Why Would I Ever Need A Postnuptial Agreement?

While prenuptial agreements are more common, a postnuptial agreement is a contract that couples enter after they are married to help ensure a smooth division of assets in the event of a separation such as a divorce, or after a spouse’s death.

Especially for couples who are on their second marriage or simply couples who are getting married later in life, there is a lot of assets that were earned prior to the marriage. A postnuptial agreement can be used to show that there’s a mutual respect amongst partners stating that anything acquired prior the marriage and during the marriage. It also makes the divorce processor quicker in the event the relationship turns south.

Usually, the partners have separate lawyers representing them understanding the mutual goals of the postnuptial agreement. Each partner will have to take inventory of their assets. The postnuptial agreement will also address issues such as spousal support and property in the event of a death. However, if there are children – child support and custody cannot be determined in the postnuptial agreement.

In order for the agreement to be enforceable the following conditions must be met:

  1. It must be in writing
  2. It must be done voluntarily
  3. It must be done with full disclosure
  4. It must be done in good faith (not lopsided)
  5. It must be signed by both spouses

If you would like to inquire about drafting a prenuptial agreement, please contact one of our family law attorneys in South Jersey.


Understanding Child Custody: Physical vs Legal

In New Jersey, there are two different types of custody: physical custody and legal custody.

The residence of the parent in which the child lives, that parent has what is known as physical custody (sometimes referred to as residential custody).

A parent who has legal custody has the power to make decisions affecting various aspects of the child’s life such as health, education, safety, and welfare. Day to day activities are usually at the discretion of the parent who has physical custody but any major decision that involved religion, medical treatment and education will be made by the parent who has legal custody.

Shared Physical Custody

Shared physical custody refers to any child that spends around 2 overnights per week with each parent. One parent will have primary residence while the other parent has alternative residence. This is important when determining things like child support.

This is different than visitation time which is when a child has a parent that has sole physical custody and the other parent has “parenting time” or visitation with the child.

Joint Legal Custody

Joint legal custody means that both parents have the legal right to make decisions on the child’s behalf.
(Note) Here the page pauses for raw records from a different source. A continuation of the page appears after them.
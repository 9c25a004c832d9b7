//! API errors and their JSON rendering.
//!
//! Client errors carry the entity they concern and a stable key, rendered
//! as `{"error": "error.<key>", "message", "statusCode", "entityName"}`.

use crate::core::{CriteriaError, ParamError};
use crate::models::ErrorResponse;
use crate::services::PostgresError;
use actix_web::http::StatusCode;
use actix_web::{error, HttpRequest, HttpResponse, ResponseError};
use thiserror::Error;
use validator::ValidationErrors;

#[derive(Debug, Error)]
pub enum ApiError {
    #[error("{message}")]
    Validation {
        entity: &'static str,
        key: &'static str,
        message: String,
    },

    #[error("{message}")]
    NotFound {
        entity: &'static str,
        key: &'static str,
        message: String,
    },

    #[error("{message}")]
    Conflict {
        entity: &'static str,
        key: &'static str,
        message: String,
    },

    #[error("{message}")]
    DomainRule {
        entity: &'static str,
        key: &'static str,
        message: String,
    },

    #[error("Database error: {0}")]
    Database(#[from] PostgresError),
}

impl ApiError {
    pub fn validation(entity: &'static str, key: &'static str, message: impl Into<String>) -> Self {
        ApiError::Validation {
            entity,
            key,
            message: message.into(),
        }
    }

    pub fn not_found(entity: &'static str, message: impl Into<String>) -> Self {
        ApiError::NotFound {
            entity,
            key: "idnotfound",
            message: message.into(),
        }
    }

    pub fn conflict(entity: &'static str, key: &'static str, message: impl Into<String>) -> Self {
        ApiError::Conflict {
            entity,
            key,
            message: message.into(),
        }
    }

    pub fn domain_rule(entity: &'static str, key: &'static str, message: impl Into<String>) -> Self {
        ApiError::DomainRule {
            entity,
            key,
            message: message.into(),
        }
    }

    /// Body validation failure reported by `validator`
    pub fn invalid_body(entity: &'static str, errors: &ValidationErrors) -> Self {
        Self::validation(entity, "validation", errors.to_string())
    }

    /// Rejected query parameters for a listing of `entity`
    pub fn from_params(entity: &'static str, err: ParamError) -> Self {
        let key = match &err {
            ParamError::Criteria(CriteriaError::UnsupportedOperator { .. }) => "unsupportedoperator",
            ParamError::Criteria(_) => "invalidcriteria",
            ParamError::UnknownOperator { .. } => "unknownoperator",
            ParamError::Repeated(_) => "repeatedfilter",
            ParamError::InvalidValue { .. } => "invalidvalue",
            ParamError::InvalidPage { .. } => "invalidpage",
            ParamError::UnknownSort(_) => "invalidsort",
        };
        Self::validation(entity, key, err.to_string())
    }

    /// The stable key rendered as `error.<key>`
    pub fn key(&self) -> &'static str {
        match self {
            ApiError::Validation { key, .. }
            | ApiError::NotFound { key, .. }
            | ApiError::Conflict { key, .. }
            | ApiError::DomainRule { key, .. } => *key,
            ApiError::Database(_) => "internalServerError",
        }
    }

    pub fn entity(&self) -> Option<&'static str> {
        match self {
            ApiError::Validation { entity, .. }
            | ApiError::NotFound { entity, .. }
            | ApiError::Conflict { entity, .. }
            | ApiError::DomainRule { entity, .. } => Some(*entity),
            ApiError::Database(_) => None,
        }
    }
}

impl From<CriteriaError> for ApiError {
    fn from(err: CriteriaError) -> Self {
        let entity = match &err {
            CriteriaError::UnknownAttribute { entity, .. } => *entity,
            _ => "criteria",
        };
        Self::validation(entity, "invalidcriteria", err.to_string())
    }
}

impl ResponseError for ApiError {
    fn status_code(&self) -> StatusCode {
        match self {
            ApiError::Validation { .. } | ApiError::Conflict { .. } | ApiError::DomainRule { .. } => {
                StatusCode::BAD_REQUEST
            }
            ApiError::NotFound { .. } => StatusCode::NOT_FOUND,
            ApiError::Database(_) => StatusCode::INTERNAL_SERVER_ERROR,
        }
    }

    fn error_response(&self) -> HttpResponse {
        let status = self.status_code();
        let message = match self {
            ApiError::Database(e) => {
                tracing::error!("Database error: {}", e);
                "Internal server error".to_string()
            }
            other => other.to_string(),
        };

        HttpResponse::build(status).json(ErrorResponse {
            error: format!("error.{}", self.key()),
            message,
            status_code: status.as_u16(),
            entity_name: self.entity().map(str::to_string),
        })
    }
}

/// Handle JSON payload errors
pub fn handle_json_payload_error(err: error::JsonPayloadError, req: &HttpRequest) -> actix_web::Error {
    tracing::info!("JSON payload error on {}: {}", req.path(), err);
    ApiError::validation("request", "invalidjson", format!("Invalid JSON: {}", err)).into()
}

/// Handle query payload errors
pub fn handle_query_payload_error(err: error::QueryPayloadError, req: &HttpRequest) -> actix_web::Error {
    tracing::info!("Query payload error on {}: {}", req.path(), err);
    ApiError::validation("request", "invalidquery", format!("Invalid query: {}", err)).into()
}
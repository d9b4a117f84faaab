//! File upload component with drag-and-drop, file picker and upload button.

use bucketdrop_core::{FileInfo, MAX_FILE_SIZE, UploadWidget, format_size};
use dioxus::html::{FileData, HasFileData};
use dioxus::prelude::*;
use dioxus_free_icons::Icon;
use dioxus_free_icons::icons::ld_icons::{LdCheck, LdUpload};

use crate::client::UploadClient;
use crate::components::FileCard;

/// Metadata the widget needs from a browser file.
fn file_info(file: &FileData) -> FileInfo {
    FileInfo::new(
        file.name(),
        file.size(),
        file.content_type().unwrap_or_default(),
    )
}

/// Props for the [`FileUpload`] component.
#[derive(Props, Clone, PartialEq)]
pub struct FileUploadProps {
    /// Client used to send the selected file.
    client: UploadClient,
}

/// A drag-and-drop zone with a file picker, a preview card for the
/// selected file, and an upload button.
///
/// Accepts one file of any type up to 10 MB.  All state lives in a single
/// [`UploadWidget`] signal and is only changed through its methods.
#[component]
pub fn FileUpload(props: FileUploadProps) -> Element {
    let mut widget = use_signal(UploadWidget::new);

    // Select the first file and read it in the background.
    //
    // Shared by the file-picker (`handle_files`) and drag-and-drop
    // (`handle_drop`) paths; `dropped` only decides whether the drag
    // highlight is cleared as part of the selection.
    let process_files = move |files: Vec<FileData>, dropped: bool| async move {
        let infos: Vec<FileInfo> = files.iter().map(file_info).collect();
        let outcome = if dropped {
            widget.write().drop_files(infos)
        } else {
            widget.write().pick_files(infos)
        };

        let token = match outcome {
            None => return,
            Some(Err(e)) => {
                tracing::warn!(error = %e, "file rejected");
                return;
            }
            Some(Ok(token)) => token,
        };
        if files.len() > 1 {
            tracing::debug!(count = files.len(), "ignoring all but the first file");
        }
        let Some(file) = files.first() else {
            return;
        };

        match file.read_bytes().await {
            Ok(bytes) => {
                // Yield to the browser event loop so the "Reading…" state
                // paints before the preview is encoded.
                gloo_timers::future::TimeoutFuture::new(0).await;
                if !widget.write().load_contents(token, bytes.to_vec()) {
                    tracing::debug!("discarding stale file read");
                }
            }
            Err(e) => {
                tracing::warn!(error = %e, "failed to read file");
                widget.write().read_failed(token, e.to_string());
            }
        }
    };

    let handle_files = move |evt: FormEvent| async move {
        process_files(evt.files(), false).await;
    };

    let handle_drop = move |evt: DragEvent| async move {
        evt.prevent_default();
        process_files(evt.files(), true).await;
    };

    let start_upload = move |_| {
        let Some(request) = widget.write().begin_upload() else {
            return;
        };
        let client = props.client.clone();
        spawn(async move {
            let result = client.upload(&request.file).await;
            if !widget.write().finish_upload(request.ticket, result) {
                tracing::debug!("discarding stale upload result");
            }
        });
    };

    let state = widget.read();
    let dragging = state.is_dragging();
    let uploading = state.is_uploading();
    let loading = state.is_loading();
    let can_upload = state.can_upload();
    let selected = state.selected().cloned();
    let preview = state.preview().map(str::to_owned);
    let error = state.error_message().map(str::to_owned);
    let stored_name = state.upload_response().map(|r| r.file_name.clone());
    drop(state);

    let zone_class = if dragging {
        "drop-zone drop-zone-active"
    } else {
        "drop-zone"
    };
    let limit = format_size(MAX_FILE_SIZE);

    rsx! {
        div { class: "upload",
            if let Some(ref name) = stored_name {
                div { class: "banner banner-success", role: "status",
                    Icon { width: 20, height: 20, icon: LdCheck }
                    p { "Uploaded {name}" }
                    button {
                        class: "btn btn-secondary",
                        onclick: move |_| widget.write().reset(),
                        "Upload another file"
                    }
                }
            }

            div {
                class: "{zone_class}",
                ondragover: move |evt| {
                    evt.prevent_default();
                    widget.write().begin_drag();
                },
                // Children of an active zone have `pointer-events: none`
                // (see `.drop-zone-active *`), so this only fires when the
                // pointer leaves the zone itself.
                ondragleave: move |_| {
                    widget.write().end_drag();
                },
                ondrop: handle_drop,

                if let Some(info) = selected {
                    FileCard {
                        info: info,
                        preview: preview,
                        loading: loading,
                        uploading: uploading,
                        on_remove: move |_| widget.write().remove(),
                    }
                } else {
                    div { class: "drop-zone-icon",
                        Icon { width: 40, height: 40, icon: LdUpload }
                    }
                    p { class: "drop-zone-hint", "Drop a file here or " }
                    label { class: "btn btn-primary",
                        input {
                            r#type: "file",
                            class: "hidden",
                            onchange: handle_files,
                        }
                        "Choose File"
                    }
                    p { class: "drop-zone-limit", "Any file type, up to {limit}" }
                }
            }

            if let Some(ref err) = error {
                div { class: "banner banner-error", role: "alert",
                    p { "{err}" }
                }
            }

            if can_upload || uploading {
                button {
                    class: "btn btn-primary btn-upload",
                    disabled: !can_upload,
                    onclick: start_upload,
                    if uploading {
                        span { class: "spinner" }
                        "Uploading…"
                    } else {
                        "Upload"
                    }
                }
            }
        }
    }
}
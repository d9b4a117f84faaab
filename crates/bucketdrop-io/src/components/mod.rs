//! Dioxus UI components for bucketdrop.
//!
//! Provides the drag-and-drop upload zone and the card describing the
//! selected file.

mod file_card;
mod upload;

pub use file_card::FileCard;
pub use upload::FileUpload;
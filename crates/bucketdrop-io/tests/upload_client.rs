//! Integration test: send uploads through the real HTTP client to a
//! one-shot stub server and check both the request and the decoded reply.

#![cfg(not(target_arch = "wasm32"))]
#![allow(clippy::unwrap_used, clippy::expect_used)]

use bucketdrop_core::types::DEFAULT_UPLOAD_FAILURE;
use bucketdrop_core::{FileInfo, SelectedFile, UploadError};
use bucketdrop_io::{ClientConfig, UploadClient};
use tokio::io::{AsyncReadExt, AsyncWriteExt};
use tokio::net::TcpListener;
use tokio::task::JoinHandle;

/// Start a server that answers exactly one request with `status` and
/// `body`, and returns the raw request it received.
async fn serve_once(status: &'static str, body: &'static str) -> (String, JoinHandle<String>) {
    let listener = TcpListener::bind("127.0.0.1:0").await.unwrap();
    let addr = listener.local_addr().unwrap();

    let handle = tokio::spawn(async move {
        let (mut socket, _) = listener.accept().await.unwrap();
        let request = read_request(&mut socket).await;

        let response = format!(
            "HTTP/1.1 {status}\r\n\
             Content-Type: application/json\r\n\
             Content-Length: {}\r\n\
             Connection: close\r\n\
             \r\n\
             {body}",
            body.len()
        );
        socket.write_all(response.as_bytes()).await.unwrap();
        socket.shutdown().await.unwrap();
        request
    });

    (format!("http://{addr}/api"), handle)
}

/// Read one HTTP request (headers plus a `Content-Length` body).
async fn read_request(socket: &mut tokio::net::TcpStream) -> String {
    let mut buf = Vec::new();
    let mut chunk = [0u8; 4096];
    loop {
        let n = socket.read(&mut chunk).await.unwrap();
        if n == 0 {
            break;
        }
        buf.extend_from_slice(&chunk[..n]);

        let text = String::from_utf8_lossy(&buf);
        let Some(header_end) = text.find("\r\n\r\n") else {
            continue;
        };
        let content_length = text[..header_end]
            .lines()
            .find_map(|line| {
                let (name, value) = line.split_once(':')?;
                name.eq_ignore_ascii_case("content-length")
                    .then(|| value.trim().parse::<usize>().ok())
                    .flatten()
            })
            .unwrap_or(0);
        if buf.len() >= header_end + 4 + content_length {
            break;
        }
    }
    String::from_utf8_lossy(&buf).into_owned()
}

fn client_for(base_url: &str) -> UploadClient {
    UploadClient::new(ClientConfig::new(base_url).unwrap())
}

fn cat_png() -> SelectedFile {
    SelectedFile::new(
        FileInfo::new("cat.png", 11, "image/png"),
        b"not-a-png!!".to_vec(),
    )
}

#[tokio::test]
async fn successful_upload_posts_multipart_file_field() {
    let (base_url, server) = serve_once(
        "200 OK",
        r#"{"success":true,"message":"Archivo subido exitosamente","fileName":"cat.png"}"#,
    )
    .await;

    let resp = client_for(&base_url).upload(&cat_png()).await.unwrap();
    assert!(resp.success);
    assert_eq!(resp.file_name, "cat.png");

    let request = server.await.unwrap();
    assert!(
        request.starts_with("POST /api/v1/files HTTP/1.1\r\n"),
        "unexpected request line: {request}"
    );

    let lower = request.to_ascii_lowercase();
    assert!(lower.contains("content-type: multipart/form-data; boundary="));
    assert!(lower.contains(r#"form-data; name="file"; filename="cat.png""#));
    assert!(lower.contains("content-type: image/png"));
    assert!(request.contains("not-a-png!!"));
}

#[tokio::test]
async fn server_error_message_is_surfaced() {
    let (base_url, server) = serve_once(
        "500 Internal Server Error",
        r#"{"success":false,"message":"Bucket not found","fileName":"cat.png"}"#,
    )
    .await;

    let err = client_for(&base_url).upload(&cat_png()).await.unwrap_err();
    assert_eq!(
        err,
        UploadError::Server {
            status: 500,
            message: Some("Bucket not found".into()),
        }
    );
    assert_eq!(err.user_message(), "Bucket not found");
    server.await.unwrap();
}

#[tokio::test]
async fn server_error_without_message_uses_default() {
    let (base_url, server) = serve_once("413 Payload Too Large", "{}").await;

    let err = client_for(&base_url).upload(&cat_png()).await.unwrap_err();
    assert!(matches!(
        err,
        UploadError::Server {
            status: 413,
            message: None
        }
    ));
    assert_eq!(err.user_message(), DEFAULT_UPLOAD_FAILURE);
    server.await.unwrap();
}

#[tokio::test]
async fn file_without_mime_type_is_still_sent() {
    let (base_url, server) = serve_once(
        "200 OK",
        r#"{"success":true,"message":"ok","fileName":"blob"}"#,
    )
    .await;

    let file = SelectedFile::new(FileInfo::new("blob", 3, ""), b"abc".to_vec());
    client_for(&base_url).upload(&file).await.unwrap();

    let request = server.await.unwrap().to_ascii_lowercase();
    assert!(request.contains(r#"name="file"; filename="blob""#));
}

#[tokio::test]
async fn unreachable_server_is_transport_error() {
    // Bind to get a free port, then close it so nothing is listening.
    let listener = TcpListener::bind("127.0.0.1:0").await.unwrap();
    let addr = listener.local_addr().unwrap();
    drop(listener);

    let err = client_for(&format!("http://{addr}/api"))
        .upload(&cat_png())
        .await
        .unwrap_err();
    assert!(matches!(err, UploadError::Transport(_)), "got {err:?}");
    assert_eq!(err.user_message(), DEFAULT_UPLOAD_FAILURE);
}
Even if the child has one parent that has sole physical custody, both parents can have joint legal custody.

During the divorce process, deciding who has custody, whether it’s legal or physical custody, is always one of the most contentious parts. To make sure you get an agreement that is beneficial to you, hire an experienced child custody lawyer.

Who Gets the Pets in a Divorce?

When you are going through a divorce, it is difficult for everyone involved. It can be difficult for the extended family, the kids, and even the pets. Animals can feel the emotion of the room.  The emotional toll of divorce will weigh in on your pets. It is important to not forget about them and their needs as well.

The laws regarding a pet in divorce are dependent on the state the divorce is being processed in. Since there aren’t any pet custody laws, pets are generally treated like property. This means they are an asset, like cars or furniture, and will be awarded as so.

Although, a case can be made that the bond between a pet and a child is important. If your divorce attorney is able to make this argument, the court may rule that the pet is awarded to the parent that as main custody.

When you are going through a divorce, things between your ex and you can get a little heated. It is important to keep others in mind during these rough times.